Hydrogen sulfide rescues IFNγ/TNFα-induced intestinal epithelial barrier dysfunction by enhancing oxidative phosphorylation

The intestinal epithelial barrier is essential for protection against pathogens and toxins while allowing nutrient and water absorption. Barrier dysfunction is increasingly recognized as a key pathophysiological mechanism in diseases affecting the gastrointestinal (GI) tract and distant organs. Hydrogen sulfide has emerged as an important regulator of intestinal homeostasis. This study investigates the effects of the H₂S-releasing compound 4-hydroxithiobenzamide (TBZ) on epithelial barrier integrity. Although TBZ did not prevent interferon-γ and tumor necrosis factor-α (IFN/TNF)-induced epithelial cell death, it reversed cytokine-induced increases in transepithelial permeability. Notably, TBZ alone increased paracellular permeability but normalized it under inflammatory conditions, indicating a context-dependent effect.
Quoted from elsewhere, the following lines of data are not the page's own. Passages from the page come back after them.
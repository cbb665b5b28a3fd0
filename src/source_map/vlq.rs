//! Base64 VLQ codec for the `mappings` field.
//!
//! Layout: lines separated by `;`, segments by `,`. Each segment holds
//! 1, 4 or 5 VLQ fields: generated column, source index, original line,
//! original column, name index. The generated column resets on every
//! line; the other four fields are deltas carried across the whole string.

use thiserror::Error;

use super::{Mapping, Position};

const BASE64: &[u8; 64] = b"ABCDEFGHIJKLMNOPQRSTUVWXYZabcdefghijklmnopqrstuvwxyz0123456789+/";
const SHIFT: u32 = 5;
const CONTINUATION: i64 = 1 << SHIFT;
const MASK: i64 = CONTINUATION - 1;

#[derive(Debug, Error, PartialEq, Eq)]
pub enum VlqError {
    #[error("invalid base64 character '{0}' in mappings")]
    InvalidChar(char),
    #[error("unterminated VLQ value in mappings")]
    Unterminated,
    #[error("segment with {0} fields (expected 1, 4 or 5)")]
    SegmentLength(usize),
    #[error("mapping field out of range")]
    OutOfRange,
}

fn base64_value(c: u8) -> Option<i64> {
    BASE64.iter().position(|&b| b == c).map(|i| i as i64)
}

/// Append one signed value.
pub fn encode_value(value: i64, out: &mut String) {
    let mut vlq = if value < 0 { ((-value) << 1) | 1 } else { value << 1 };
    loop {
        let mut digit = vlq & MASK;
        vlq >>= SHIFT;
        if vlq > 0 {
            digit |= CONTINUATION;
        }
        out.push(BASE64[digit as usize] as char);
        if vlq == 0 {
            break;
        }
    }
}

/// Decode every value of one segment.
pub fn decode_segment(segment: &str) -> Result<Vec<i64>, VlqError> {
    let mut values = Vec::with_capacity(5);
    let mut value = 0i64;
    let mut shift = 0u32;
    let mut pending = false;

    for c in segment.bytes() {
        let digit = base64_value(c).ok_or(VlqError::InvalidChar(c as char))?;
        value += (digit & MASK) << shift;
        if digit & CONTINUATION != 0 {
            shift += SHIFT;
            pending = true;
            if shift > 60 {
                return Err(VlqError::OutOfRange);
            }
        } else {
            let negative = value & 1 == 1;
            let magnitude = value >> 1;
            values.push(if negative { -magnitude } else { magnitude });
            value = 0;
            shift = 0;
            pending = false;
        }
    }

    if pending {
        return Err(VlqError::Unterminated);
    }
    Ok(values)
}

fn to_u32(value: i64) -> Result<u32, VlqError> {
    u32::try_from(value).map_err(|_| VlqError::OutOfRange)
}

/// Decode a `mappings` string into absolute mappings.
///
/// Lines are 1-based, columns 0-based. Segments with only a generated
/// column carry no source position and are skipped.
pub fn decode_mappings(mappings: &str) -> Result<Vec<Mapping>, VlqError> {
    let mut result = Vec::new();
    let mut source = 0i64;
    let mut original_line = 1i64;
    let mut original_column = 0i64;
    let mut name = 0i64;

    for (index, line) in mappings.split(';').enumerate() {
        let generated_line = to_u32(index as i64 + 1)?;
        let mut generated_column = 0i64;

        for segment in line.split(',').filter(|s| !s.is_empty()) {
            let fields = decode_segment(segment)?;
            match fields.len() {
                1 => {
                    generated_column += fields[0];
                }
                4 | 5 => {
                    generated_column += fields[0];
                    source += fields[1];
                    original_line += fields[2];
                    original_column += fields[3];
                    let name_index = if fields.len() == 5 {
                        name += fields[4];
                        Some(to_u32(name)?)
                    } else {
                        None
                    };
                    result.push(Mapping {
                        generated: Position::new(generated_line, to_u32(generated_column)?),
                        original: Position::new(to_u32(original_line)?, to_u32(original_column)?),
                        source: to_u32(source)?,
                        name: name_index,
                    });
                }
                n => return Err(VlqError::SegmentLength(n)),
            }
        }
    }

    Ok(result)
}

/// Encode mappings into a `mappings` string.
///
/// Mappings are grouped by generated line; empty lines up to the last
/// mapped line are emitted as bare separators.
pub fn encode_mappings(mappings: &[Mapping]) -> String {
    let mut sorted;
    let mappings = if mappings.is_sorted_by_key(|m| m.generated.line) {
        mappings
    } else {
        // Stable, so segments keep their order within a line
        sorted = mappings.to_vec();
        sorted.sort_by_key(|m| m.generated.line);
        sorted.as_slice()
    };

    let mut out = String::new();
    let mut line = 1;
    let mut generated_column = 0i64;
    let mut source = 0i64;
    let mut original_line = 1i64;
    let mut original_column = 0i64;
    let mut name = 0i64;
    let mut first = true;

    for mapping in mappings {
        while line < mapping.generated.line {
            out.push(';');
            line += 1;
            generated_column = 0;
            first = true;
        }
        if !first {
            out.push(',');
        }
        first = false;

        encode_value(i64::from(mapping.generated.column) - generated_column, &mut out);
        encode_value(i64::from(mapping.source) - source, &mut out);
        encode_value(i64::from(mapping.original.line) - original_line, &mut out);
        encode_value(i64::from(mapping.original.column) - original_column, &mut out);
        if let Some(n) = mapping.name {
            encode_value(i64::from(n) - name, &mut out);
            name = i64::from(n);
        }

        generated_column = i64::from(mapping.generated.column);
        source = i64::from(mapping.source);
        original_line = i64::from(mapping.original.line);
        original_column = i64::from(mapping.original.column);
    }

    out
}

#[cfg(test)]
mod tests {
    use super::*;

    fn mapping(gl: u32, gc: u32, ol: u32, oc: u32, source: u32, name: Option<u32>) -> Mapping {
        Mapping {
            generated: Position::new(gl, gc),
            original: Position::new(ol, oc),
            source,
            name,
        }
    }

    #[test]
    fn test_encode_known_values() {
        let cases = [(0, "A"), (1, "C"), (-1, "D"), (15, "e"), (16, "gB"), (-16, "hB"), (1000, "w+B")];
        for (value, expected) in cases {
            let mut out = String::new();
            encode_value(value, &mut out);
            assert_eq!(out, expected, "value {value}");
            assert_eq!(decode_segment(expected).unwrap(), vec![value]);
        }
    }

    #[test]
    fn test_decode_simple_mappings() {
        // Line 1: col 0 → source 0, line 1, col 0; line 2: col 0 → line 2, col 0
        let decoded = decode_mappings("AAAA;AACA").unwrap();
        assert_eq!(
            decoded,
            vec![mapping(1, 0, 1, 0, 0, None), mapping(2, 0, 2, 0, 0, None)]
        );
    }

    #[test]
    fn test_fields_are_delta_encoded_across_lines() {
        let mappings = vec![
            mapping(1, 4, 3, 2, 0, Some(0)),
            mapping(1, 10, 3, 8, 1, None),
            mapping(3, 2, 7, 0, 1, Some(2)),
        ];
        let encoded = encode_mappings(&mappings);
        assert_eq!(encoded.matches(';').count(), 2);
        assert_eq!(decode_mappings(&encoded).unwrap(), mappings);
    }

    #[test]
    fn test_canonical_string_roundtrip() {
        for s in ["AAAA", "AAAA,EAAE;;AACA", "AAAAA,IAAIC;AACAC", ""] {
            let decoded = decode_mappings(s).unwrap();
            assert_eq!(encode_mappings(&decoded), s);
        }
    }

    #[test]
    fn test_unsorted_lines_are_grouped() {
        let mappings = vec![
            mapping(2, 0, 2, 0, 0, None),
            mapping(1, 0, 1, 0, 0, None),
            mapping(2, 6, 2, 6, 0, None),
        ];
        let decoded = decode_mappings(&encode_mappings(&mappings)).unwrap();
        assert_eq!(
            decoded,
            vec![mappings[1], mappings[0], mappings[2]]
        );
    }

    #[test]
    fn test_long_identity_map() {
        let mappings: Vec<_> = (1..=50_000).map(|l| mapping(l, 0, l, 0, 0, None)).collect();
        let encoded = encode_mappings(&mappings);
        assert_eq!(encoded.matches(';').count(), 49_999);
        assert!(encoded.starts_with("AAAA;AACA;AACA"));
    }

    #[test]
    fn test_generated_only_segments_are_skipped() {
        let decoded = decode_mappings("A,CAAA").unwrap();
        assert_eq!(decoded, vec![mapping(1, 1, 1, 0, 0, None)]);
    }

    #[test]
    fn test_decode_errors() {
        assert_eq!(decode_mappings("A!"), Err(VlqError::InvalidChar('!')));
        assert_eq!(decode_mappings("g"), Err(VlqError::Unterminated));
        assert_eq!(decode_mappings("AA"), Err(VlqError::SegmentLength(2)));
        // Original line goes negative
        assert_eq!(decode_mappings("AAFA"), Err(VlqError::OutOfRange));
    }
}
H₂S-producing enzymes localized apically in IECs, suggesting subcellular regulation. Transcriptomic analysis identified oxidative phosphorylation as a pathway mediating TBZ’s effects. Functional studies confirmed that TBZ enhances oxidative phosphorylation, while inhibition of complex IV abolished barrier protection. In conclusion, our data indicate that hydrogen sulfide counteracts IFN/TNF-induced epithelial barrier dysfunction through transcriptional and functional enhancement of oxidative phosphorylation.